In a Christian Science Monitor op-ed piece, Mark L. Schneider of the International Crisis Group examines the results of America's crackdown on cocaine cultivation in Colombia:
When Plan Colombia (the multibillion dollar US assistance program targeted at curbing drug smuggling and supporting Colombia against armed guerrillas) started, coca was cultivated in 12 of Colombia's 34 provinces. Today it is grown in 23 of those provinces.
In 2006, after five years of Plan Colombia, four years of the regional Andean Counterdrug Initiative, and after spending $5.5 billion, some 1,000 metric tons of cocaine were produced between Colombia, Peru, and Bolivia, according to the Drug Enforcement Administration. That's about the same amount that was produced in 2002 when President Álvaro Uribe took office.

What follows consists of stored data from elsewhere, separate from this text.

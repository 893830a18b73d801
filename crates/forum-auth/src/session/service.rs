//! Session issuance and resolution.

use std::sync::Arc;

use chrono::{Duration, Utc};
use tracing::{debug, warn};

use forum_core::config::session::SessionConfig;
use forum_core::result::AppResult;
use forum_core::types::{Identity, UserId};
use forum_database::SessionStore;
use forum_entity::session::SessionRecord;

use super::token::SessionTokenCodec;

/// The single session-resolution path for the whole server.
///
/// HTTP requests and real-time handshakes hand their credential to
/// [`resolve`](Self::resolve); both therefore see identical identities for
/// the same browser tab.
#[derive(Clone)]
pub struct SessionService {
    store: Arc<dyn SessionStore>,
    codec: SessionTokenCodec,
    config: SessionConfig,
}

impl std::fmt::Debug for SessionService {
    fn fmt(&self, f: &mut std::fmt::Formatter<'_>) -> std::fmt::Result {
        f.debug_struct("SessionService")
            .field("config", &self.config)
            .finish()
    }
}

impl SessionService {
    /// Create the service over a session store.
    pub fn new(store: Arc<dyn SessionStore>, signing_key: &str, config: SessionConfig) -> Self {
        Self {
            store,
            codec: SessionTokenCodec::new(signing_key),
            config,
        }
    }

    /// Name of the cookie the credential travels in.
    pub fn cookie_name(&self) -> &str {
        &self.config.cookie_name
    }

    /// Create a session and return its record plus the signed credential.
    pub async fn issue(&self, user_id: Option<UserId>) -> AppResult<(SessionRecord, String)> {
        let session = SessionRecord::new(
            user_id,
            Utc::now(),
            self.rolling_window(),
            Duration::days(self.config.max_lifetime_days as i64),
        );
        self.store.insert(&session).await?;
        let token = self.codec.encode(&session)?;
        Ok((session, token))
    }

    /// Resolve a credential to an identity.
    ///
    /// Never fails: a missing, malformed, expired, or unknown credential —
    /// and any store error along the way — resolves to
    /// [`Identity::Anonymous`] so callers degrade instead of refusing.
    pub async fn resolve(&self, credential: Option<&str>) -> Identity {
        let Some(token) = credential else {
            return Identity::Anonymous;
        };

        match self.try_resolve(token).await {
            Ok(identity) => identity,
            Err(e) => {
                debug!(error = %e, "Session resolution failed, downgrading to anonymous");
                Identity::Anonymous
            }
        }
    }

    async fn try_resolve(&self, token: &str) -> AppResult<Identity> {
        let session_id = self.codec.decode(token)?;

        let mut session = self
            .store
            .find_by_id(session_id)
            .await?
            .ok_or_else(|| forum_core::AppError::session("Unknown session"))?;

        let now = Utc::now();
        if session.is_expired(now) {
            return Err(forum_core::AppError::session("Session expired"));
        }

        let identity = session.identity();

        // Rolling expiry: extend on each authenticated access, bounded by
        // the absolute cap. A failed extension does not cost the caller
        // their resolved identity.
        session.touch(now, self.rolling_window());
        if let Err(e) = self.store.save(&session).await {
            warn!(session_id = %session.id, error = %e, "Failed to persist session activity");
        }

        Ok(identity)
    }

    fn rolling_window(&self) -> Duration {
        Duration::hours(self.config.rolling_window_hours as i64)
    }
}
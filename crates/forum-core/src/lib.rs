//! # forum-core
//!
//! Core crate for the Powrum forum server. Contains configuration schemas,
//! typed identifiers, the resolved-identity type, and the unified error
//! system.
//!
//! This crate has **no** internal dependencies on other Powrum crates.

pub mod config;
pub mod error;
pub mod result;
pub mod types;

pub use error::AppError;
pub use result::AppResult;
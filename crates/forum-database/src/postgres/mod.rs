//! PostgreSQL repository implementations of the store traits.

pub mod account;
pub mod ephemeral;
pub mod session;
pub mod setting;

pub use account::PgAccountStore;
pub use ephemeral::PgEphemeralStore;
pub use session::PgSessionStore;
pub use setting::PgSettingStore;
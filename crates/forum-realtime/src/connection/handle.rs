//! Individual real-time connection handle.

use std::sync::atomic::{AtomicU8, Ordering};

use chrono::{DateTime, Utc};
use tokio::sync::mpsc;
use uuid::Uuid;

use forum_core::types::Identity;

use crate::events::ServerEvent;

/// Unique connection identifier.
pub type ConnectionId = Uuid;

/// Lifecycle of a real-time connection.
///
/// `Connecting → {Authenticated | Anonymous} → Active → Disconnected`;
/// there is no transition out of `Disconnected`.
#[derive(Debug, Clone, Copy, PartialEq, Eq)]
#[repr(u8)]
pub enum ConnectionPhase {
    /// Handshake received, identity not yet attached.
    Connecting = 0,
    /// Identity resolved to an account.
    Authenticated = 1,
    /// Identity resolution failed or no credential; tagged anonymous.
    Anonymous = 2,
    /// Event handlers are running.
    Active = 3,
    /// Torn down. Terminal.
    Disconnected = 4,
}

impl ConnectionPhase {
    fn from_u8(value: u8) -> Self {
        match value {
            0 => Self::Connecting,
            1 => Self::Authenticated,
            2 => Self::Anonymous,
            3 => Self::Active,
            _ => Self::Disconnected,
        }
    }

    /// Whether the machine may move from `self` to `next`.
    pub fn can_advance(self, next: Self) -> bool {
        matches!(
            (self, next),
            (Self::Connecting, Self::Authenticated)
                | (Self::Connecting, Self::Anonymous)
                | (Self::Authenticated, Self::Active)
                | (Self::Anonymous, Self::Active)
                | (Self::Connecting, Self::Disconnected)
                | (Self::Authenticated, Self::Disconnected)
                | (Self::Anonymous, Self::Disconnected)
                | (Self::Active, Self::Disconnected)
        )
    }
}

/// A handle to a single live connection.
///
/// Holds the sender half of the connection's outbound queue plus the
/// resolved identity. Handles live only in the registry; nothing about a
/// connection is persisted.
#[derive(Debug)]
pub struct ConnectionHandle {
    /// Unique connection ID.
    pub id: ConnectionId,
    /// Identity attached before any handler ran.
    pub identity: Identity,
    /// When the connection was established.
    pub connected_at: DateTime<Utc>,
    /// Sender for serialized outbound events.
    sender: mpsc::Sender<String>,
    /// Current lifecycle phase.
    phase: AtomicU8,
}

impl ConnectionHandle {
    /// Create a handle in the `Connecting` phase.
    pub fn new(identity: Identity, sender: mpsc::Sender<String>) -> Self {
        Self {
            id: Uuid::new_v4(),
            identity,
            connected_at: Utc::now(),
            sender,
            phase: AtomicU8::new(ConnectionPhase::Connecting as u8),
        }
    }

    /// Current lifecycle phase.
    pub fn phase(&self) -> ConnectionPhase {
        ConnectionPhase::from_u8(self.phase.load(Ordering::SeqCst))
    }

    /// Attempt a phase transition. Returns `false` (leaving the phase
    /// unchanged) for transitions the state machine forbids, which makes
    /// double-disconnect a no-op.
    pub fn advance(&self, next: ConnectionPhase) -> bool {
        let mut current = self.phase.load(Ordering::SeqCst);
        loop {
            if !ConnectionPhase::from_u8(current).can_advance(next) {
                return false;
            }
            match self.phase.compare_exchange(
                current,
                next as u8,
                Ordering::SeqCst,
                Ordering::SeqCst,
            ) {
                Ok(_) => return true,
                Err(actual) => current = actual,
            }
        }
    }

    /// Whether the connection has not been torn down.
    pub fn is_live(&self) -> bool {
        self.phase() != ConnectionPhase::Disconnected
    }

    /// Queue an event for delivery to this connection.
    ///
    /// Returns `false` if the connection is gone or its queue is full; a
    /// slow client drops events rather than buffering without bound.
    pub fn send(&self, serialized: String) -> bool {
        if !self.is_live() {
            return false;
        }
        match self.sender.try_send(serialized) {
            Ok(()) => true,
            Err(mpsc::error::TrySendError::Full(_)) => {
                tracing::warn!(conn_id = %self.id, "Outbound queue full, dropping event");
                false
            }
            Err(mpsc::error::TrySendError::Closed(_)) => {
                self.advance(ConnectionPhase::Disconnected);
                false
            }
        }
    }

    /// Serialize and queue a single event.
    pub fn send_event(&self, event: &ServerEvent) -> bool {
        match serde_json::to_string(event) {
            Ok(serialized) => self.send(serialized),
            Err(e) => {
                tracing::error!(error = %e, "Failed to serialize outbound event");
                false
            }
        }
    }
}

#[cfg(test)]
mod tests {
    use super::*;

    fn handle() -> (ConnectionHandle, mpsc::Receiver<String>) {
        let (tx, rx) = mpsc::channel(8);
        (ConnectionHandle::new(Identity::Anonymous, tx), rx)
    }

    #[test]
    fn test_lifecycle_transitions() {
        let (conn, _rx) = handle();
        assert_eq!(conn.phase(), ConnectionPhase::Connecting);
        assert!(conn.advance(ConnectionPhase::Anonymous));
        assert!(!conn.advance(ConnectionPhase::Authenticated));
        assert!(conn.advance(ConnectionPhase::Active));
        assert!(conn.advance(ConnectionPhase::Disconnected));
    }

    #[test]
    fn test_no_way_back_from_disconnected() {
        let (conn, _rx) = handle();
        conn.advance(ConnectionPhase::Anonymous);
        conn.advance(ConnectionPhase::Disconnected);
        for phase in [
            ConnectionPhase::Connecting,
            ConnectionPhase::Authenticated,
            ConnectionPhase::Anonymous,
            ConnectionPhase::Active,
        ] {
            assert!(!conn.advance(phase));
        }
        assert_eq!(conn.phase(), ConnectionPhase::Disconnected);
    }

    #[test]
    fn test_send_after_disconnect_is_dropped() {
        let (conn, mut rx) = handle();
        conn.advance(ConnectionPhase::Anonymous);
        assert!(conn.send("hello".to_string()));
        conn.advance(ConnectionPhase::Disconnected);
        assert!(!conn.send("late".to_string()));
        assert_eq!(rx.try_recv().unwrap(), "hello");
        assert!(rx.try_recv().is_err());
    }
}
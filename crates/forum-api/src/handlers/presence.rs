//! Presence and realtime stats handlers.

use axum::Json;
use axum::extract::{Path, State};
use chrono::{DateTime, Utc};
use serde::{Deserialize, Serialize};

use forum_core::error::AppError;
use forum_core::types::Identity;

use crate::error::ApiError;
use crate::state::AppState;

/// Presence of a single account.
#[derive(Debug, Clone, Serialize, Deserialize)]
pub struct PresenceResponse {
    /// The queried username.
    pub username: String,
    /// Whether the account has at least one live connection.
    pub online: bool,
    /// Number of live connections (tabs/devices).
    pub connections: usize,
    /// When the oldest live connection was established.
    pub connected_since: Option<DateTime<Utc>>,
}

/// GET /api/presence/{username}
pub async fn presence(
    State(state): State<AppState>,
    Path(username): Path<String>,
) -> Result<Json<PresenceResponse>, ApiError> {
    let account = state
        .accounts
        .find_by_username(&username)
        .await?
        .ok_or_else(|| AppError::not_found(format!("No account named '{username}'")))?;

    let connections = state.registry.list_by_identity(&Identity::User(account.id));

    Ok(Json(PresenceResponse {
        username,
        online: !connections.is_empty(),
        connections: connections.len(),
        connected_since: connections.first().map(|c| c.connected_at),
    }))
}

/// Aggregate realtime stats.
#[derive(Debug, Clone, Serialize, Deserialize)]
pub struct StatsResponse {
    /// Total live connections, anonymous included.
    pub connections: usize,
    /// Distinct identities with a live connection.
    pub identities: usize,
}

/// GET /api/realtime/stats
pub async fn stats(State(state): State<AppState>) -> Json<StatsResponse> {
    Json(StatsResponse {
        connections: state.registry.connection_count(),
        identities: state.registry.identity_count(),
    })
}
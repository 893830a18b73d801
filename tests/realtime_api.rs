//! Router-level tests driving the HTTP surface over the in-memory store.

use std::sync::Arc;

use axum::Router;
use axum::body::Body;
use chrono::Utc;
use http::{Request, StatusCode};
use serde_json::Value;
use tower::ServiceExt;

use forum_api::AppState;
use forum_auth::SessionService;
use forum_core::config::AppConfig;
use forum_core::config::session::SessionConfig;
use forum_core::types::UserId;
use forum_database::memory::MemoryForumStore;
use forum_database::{AccountStore, EphemeralStore, SessionStore};
use forum_entity::account::Account;
use forum_realtime::bridge::HandshakeRequest;
use forum_realtime::{ConnectionRegistry, PushGateway, SessionBridge};

/// Test application context.
struct TestApp {
    router: Router,
    store: Arc<MemoryForumStore>,
    sessions: SessionService,
    bridge: Arc<SessionBridge>,
    push: Arc<PushGateway>,
}

impl TestApp {
    fn new() -> Self {
        let store = Arc::new(MemoryForumStore::new());
        let sessions = SessionService::new(
            Arc::clone(&store) as Arc<dyn SessionStore>,
            "integration-test-key",
            SessionConfig::default(),
        );
        let registry = Arc::new(ConnectionRegistry::new());
        let bridge = Arc::new(SessionBridge::new(
            sessions.clone(),
            Arc::clone(&registry),
            16,
        ));
        let push = Arc::new(PushGateway::new());

        let state = AppState {
            config: Arc::new(AppConfig::default()),
            sessions: sessions.clone(),
            registry,
            bridge: Arc::clone(&bridge),
            push: Arc::clone(&push),
            accounts: Arc::clone(&store) as Arc<dyn AccountStore>,
            ephemeral: Arc::clone(&store) as Arc<dyn EphemeralStore>,
        };

        Self {
            router: forum_api::build_router(state),
            store,
            sessions,
            bridge,
            push,
        }
    }

    async fn get(&self, uri: &str) -> (StatusCode, Value) {
        self.request(Request::get(uri).body(Body::empty()).unwrap())
            .await
    }

    async fn request(&self, request: Request<Body>) -> (StatusCode, Value) {
        let response = self.router.clone().oneshot(request).await.unwrap();
        let status = response.status();
        let bytes = axum::body::to_bytes(response.into_body(), usize::MAX)
            .await
            .unwrap();
        let body = if bytes.is_empty() {
            Value::Null
        } else {
            serde_json::from_slice(&bytes).unwrap()
        };
        (status, body)
    }
}

#[tokio::test]
async fn test_health() {
    let app = TestApp::new();
    let (status, body) = app.get("/api/health").await;
    assert_eq!(status, StatusCode::OK);
    assert_eq!(body["status"], "ok");
}

#[tokio::test]
async fn test_session_route_reports_anonymous_without_credential() {
    let app = TestApp::new();
    let (status, body) = app.get("/api/session").await;
    assert_eq!(status, StatusCode::OK);
    assert_eq!(body["identity"]["kind"], "anonymous");
}

#[tokio::test]
async fn test_session_cookie_resolves_to_the_issued_user() {
    let app = TestApp::new();
    let user = UserId::new();
    let (_, token) = app.sessions.issue(Some(user)).await.unwrap();

    let request = Request::get("/api/session")
        .header("cookie", format!("forum_session={token}"))
        .body(Body::empty())
        .unwrap();
    let (status, body) = app.request(request).await;

    assert_eq!(status, StatusCode::OK);
    assert_eq!(body["identity"]["kind"], "user");
    assert_eq!(body["identity"]["user_id"], user.to_string());
}

#[tokio::test]
async fn test_tampered_cookie_degrades_to_anonymous() {
    let app = TestApp::new();
    let request = Request::get("/api/session")
        .header("cookie", "forum_session=tampered-token")
        .body(Body::empty())
        .unwrap();
    let (status, body) = app.request(request).await;

    assert_eq!(status, StatusCode::OK);
    assert_eq!(body["identity"]["kind"], "anonymous");
}

#[tokio::test]
async fn test_presence_for_unknown_account_is_404() {
    let app = TestApp::new();
    let (status, _) = app.get("/api/presence/nobody").await;
    assert_eq!(status, StatusCode::NOT_FOUND);
}

#[tokio::test]
async fn test_presence_reflects_live_connections() {
    let app = TestApp::new();

    let alice = Account::new("alice", Utc::now());
    AccountStore::insert(app.store.as_ref(), &alice)
        .await
        .unwrap();

    let (status, body) = app.get("/api/presence/alice").await;
    assert_eq!(status, StatusCode::OK);
    assert_eq!(body["online"], false);
    assert_eq!(body["connections"], 0);

    // Two tabs connect with the same session credential.
    let (_, token) = app.sessions.issue(Some(alice.id)).await.unwrap();
    let (_c1, _rx1) = app
        .bridge
        .connect(HandshakeRequest {
            credential: Some(token.clone()),
        })
        .await;
    let (_c2, _rx2) = app
        .bridge
        .connect(HandshakeRequest {
            credential: Some(token),
        })
        .await;

    let (status, body) = app.get("/api/presence/alice").await;
    assert_eq!(status, StatusCode::OK);
    assert_eq!(body["online"], true);
    assert_eq!(body["connections"], 2);
}

#[tokio::test]
async fn test_realtime_stats_count_anonymous_connections() {
    let app = TestApp::new();

    let (status, body) = app.get("/api/realtime/stats").await;
    assert_eq!(status, StatusCode::OK);
    assert_eq!(body["connections"], 0);

    let (_conn, _rx) = app.bridge.connect(HandshakeRequest::default()).await;

    let (_, body) = app.get("/api/realtime/stats").await;
    assert_eq!(body["connections"], 1);
    assert_eq!(body["identities"], 1);
}

#[tokio::test]
async fn test_push_public_key_requires_configuration() {
    let app = TestApp::new();

    let (status, _) = app.get("/api/push/public-key").await;
    assert_eq!(status, StatusCode::SERVICE_UNAVAILABLE);

    app.push.configure(
        "public".to_string(),
        "private".to_string(),
        "mailto:admin@powrum.example".to_string(),
    );

    let (status, body) = app.get("/api/push/public-key").await;
    assert_eq!(status, StatusCode::OK);
    assert_eq!(body["public_key"], "public");
}
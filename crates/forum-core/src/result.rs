//! Convenience result type alias for Powrum.

use crate::error::AppError;

/// A specialized `Result` type for Powrum operations.
///
/// This is defined as a convenience so that every crate does not need to
/// write `Result<T, AppError>` explicitly.
pub type AppResult<T> = Result<T, AppError>;
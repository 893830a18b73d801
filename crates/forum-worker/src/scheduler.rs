//! Cron scheduler driving the recurring maintenance sweep.

use std::sync::Arc;
use std::sync::atomic::{AtomicBool, Ordering};

use tokio_cron_scheduler::{Job as CronJob, JobScheduler};
use tracing::{info, warn};

use forum_core::config::maintenance::MaintenanceConfig;
use forum_core::error::AppError;

use crate::sweep::MaintenanceSweeper;

/// Owns the recurring sweep: one run at startup, then the configured cron
/// cadence until shutdown.
pub struct MaintenanceScheduler {
    scheduler: JobScheduler,
    sweeper: Arc<MaintenanceSweeper>,
    in_progress: Arc<AtomicBool>,
    config: MaintenanceConfig,
}

impl std::fmt::Debug for MaintenanceScheduler {
    fn fmt(&self, f: &mut std::fmt::Formatter<'_>) -> std::fmt::Result {
        f.debug_struct("MaintenanceScheduler").finish()
    }
}

impl MaintenanceScheduler {
    /// Create a scheduler over the given sweeper.
    pub async fn new(
        sweeper: Arc<MaintenanceSweeper>,
        config: MaintenanceConfig,
    ) -> Result<Self, AppError> {
        let scheduler = JobScheduler::new()
            .await
            .map_err(|e| AppError::internal(format!("Failed to create scheduler: {e}")))?;

        Ok(Self {
            scheduler,
            sweeper,
            in_progress: Arc::new(AtomicBool::new(false)),
            config,
        })
    }

    /// Run the startup sweep, register the recurring job, and start the
    /// timer.
    pub async fn start(&self) -> Result<(), AppError> {
        if self.config.run_on_startup {
            run_sweep_guarded(Arc::clone(&self.sweeper), Arc::clone(&self.in_progress)).await;
        }

        let sweeper = Arc::clone(&self.sweeper);
        let in_progress = Arc::clone(&self.in_progress);
        let job = CronJob::new_async(self.config.schedule.as_str(), move |_uuid, _lock| {
            let sweeper = Arc::clone(&sweeper);
            let in_progress = Arc::clone(&in_progress);
            Box::pin(async move {
                run_sweep_guarded(sweeper, in_progress).await;
            })
        })
        .map_err(|e| AppError::internal(format!("Failed to create sweep schedule: {e}")))?;

        self.scheduler
            .add(job)
            .await
            .map_err(|e| AppError::internal(format!("Failed to add sweep schedule: {e}")))?;

        self.scheduler
            .start()
            .await
            .map_err(|e| AppError::internal(format!("Failed to start scheduler: {e}")))?;

        info!(schedule = %self.config.schedule, "Maintenance scheduler started");
        Ok(())
    }

    /// Clear the timer. In-flight sweep operations are abandoned without
    /// rollback; the sweep is idempotent, so the next start picks up where
    /// this one left off.
    pub async fn shutdown(&self) -> Result<(), AppError> {
        let mut scheduler = self.scheduler.clone();
        scheduler
            .shutdown()
            .await
            .map_err(|e| AppError::internal(format!("Failed to shutdown scheduler: {e}")))?;

        info!("Maintenance scheduler shut down");
        Ok(())
    }
}

/// Run one sweep unless a previous one is still in flight.
///
/// Overlapping ticks are skipped; every operation in the sweep is idempotent
/// so an overlap would be harmless, but skipping keeps one sweep's report
/// coherent. A sweep failure never terminates the scheduler or the process —
/// the next tick proceeds regardless.
async fn run_sweep_guarded(sweeper: Arc<MaintenanceSweeper>, in_progress: Arc<AtomicBool>) {
    if in_progress
        .compare_exchange(false, true, Ordering::SeqCst, Ordering::SeqCst)
        .is_err()
    {
        warn!("Previous sweep still running, skipping this tick");
        return;
    }

    let report = sweeper.sweep().await;
    for error in &report.errors {
        warn!(stage = %error.stage, detail = %error.detail, "Sweep step failed");
    }

    in_progress.store(false, Ordering::SeqCst);
}

#[cfg(test)]
mod tests {
    use chrono::{Duration, Utc};
    use forum_core::config::retention::RetentionConfig;
    use forum_database::memory::MemoryForumStore;
    use forum_database::{AccountStore, EphemeralStore, SessionStore};
    use forum_entity::ephemeral::{EphemeralKind, EphemeralRecord};

    use super::*;

    #[tokio::test]
    async fn test_startup_sweep_runs_before_the_timer() {
        let store = Arc::new(MemoryForumStore::new());
        let stale = EphemeralRecord::new(
            EphemeralKind::PresencePing,
            serde_json::json!({}),
            Utc::now() - Duration::days(2),
        );
        EphemeralStore::insert(store.as_ref(), &stale).await.unwrap();

        let sweeper = Arc::new(MaintenanceSweeper::new(
            Arc::clone(&store) as Arc<dyn EphemeralStore>,
            Arc::clone(&store) as Arc<dyn AccountStore>,
            Arc::clone(&store) as Arc<dyn SessionStore>,
            RetentionConfig::default(),
        ));

        let scheduler = MaintenanceScheduler::new(sweeper, MaintenanceConfig::default())
            .await
            .unwrap();
        scheduler.start().await.unwrap();

        assert_eq!(
            store.count_by_kind(EphemeralKind::PresencePing).await.unwrap(),
            0
        );

        scheduler.shutdown().await.unwrap();
    }
}
//! Ephemeral record kinds.

use std::fmt;
use std::str::FromStr;

use chrono::Duration;
use serde::{Deserialize, Serialize};

use forum_core::config::retention::RetentionConfig;

/// The kinds of short-lived records the maintenance sweep prunes.
///
/// Each kind carries its own retention window; a record older than the
/// window for its kind does not survive the next sweep.
#[derive(Debug, Clone, Copy, PartialEq, Eq, Hash, Serialize, Deserialize)]
#[serde(rename_all = "snake_case")]
pub enum EphemeralKind {
    /// Liveness pings emitted by connected clients.
    PresencePing,
    /// Moderation/audit trail entries.
    AuditEntry,
    /// Short-lived direct messages.
    TransientMessage,
}

impl EphemeralKind {
    /// Every kind, in sweep order.
    pub const ALL: [EphemeralKind; 3] = [
        Self::PresencePing,
        Self::AuditEntry,
        Self::TransientMessage,
    ];

    /// The retention window configured for this kind.
    pub fn retention_window(&self, retention: &RetentionConfig) -> Duration {
        match self {
            Self::PresencePing => retention.presence_ping_window(),
            Self::AuditEntry => retention.audit_entry_window(),
            Self::TransientMessage => retention.transient_message_window(),
        }
    }

    /// Return the kind as a lowercase string.
    pub fn as_str(&self) -> &'static str {
        match self {
            Self::PresencePing => "presence_ping",
            Self::AuditEntry => "audit_entry",
            Self::TransientMessage => "transient_message",
        }
    }
}

impl fmt::Display for EphemeralKind {
    fn fmt(&self, f: &mut fmt::Formatter<'_>) -> fmt::Result {
        write!(f, "{}", self.as_str())
    }
}

impl FromStr for EphemeralKind {
    type Err = forum_core::AppError;

    fn from_str(s: &str) -> Result<Self, Self::Err> {
        match s {
            "presence_ping" => Ok(Self::PresencePing),
            "audit_entry" => Ok(Self::AuditEntry),
            "transient_message" => Ok(Self::TransientMessage),
            _ => Err(forum_core::AppError::validation(format!(
                "Unknown ephemeral record kind: '{s}'"
            ))),
        }
    }
}

#[cfg(test)]
mod tests {
    use super::*;

    #[test]
    fn test_each_kind_has_its_own_window() {
        let retention = RetentionConfig::default();
        let windows: Vec<Duration> = EphemeralKind::ALL
            .iter()
            .map(|k| k.retention_window(&retention))
            .collect();
        assert!(windows.iter().all(|w| *w > Duration::zero()));
        assert_ne!(windows[0], windows[1]);
    }

    #[test]
    fn test_string_roundtrip() {
        for kind in EphemeralKind::ALL {
            assert_eq!(kind.as_str().parse::<EphemeralKind>().unwrap(), kind);
        }
    }
}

The head of the White House Office of Narcotics and Drug Control Program, John Walters, admitted at a press conference in Haiti recently that last year that cocaine production had risen to 1,400 metric tons in 2007—a whopping 40 percent hike….
In 2002, just under 9 percent of the US population from 12 to 25 years of age admitted to using cocaine the previous year. In 2006, the same percentage said they snorted cocaine.
U.S. officials nevertheless hold up Colombia as "a good model" for Afghanistan to emulate, which helps explain why opium suppression there is going as well as it is.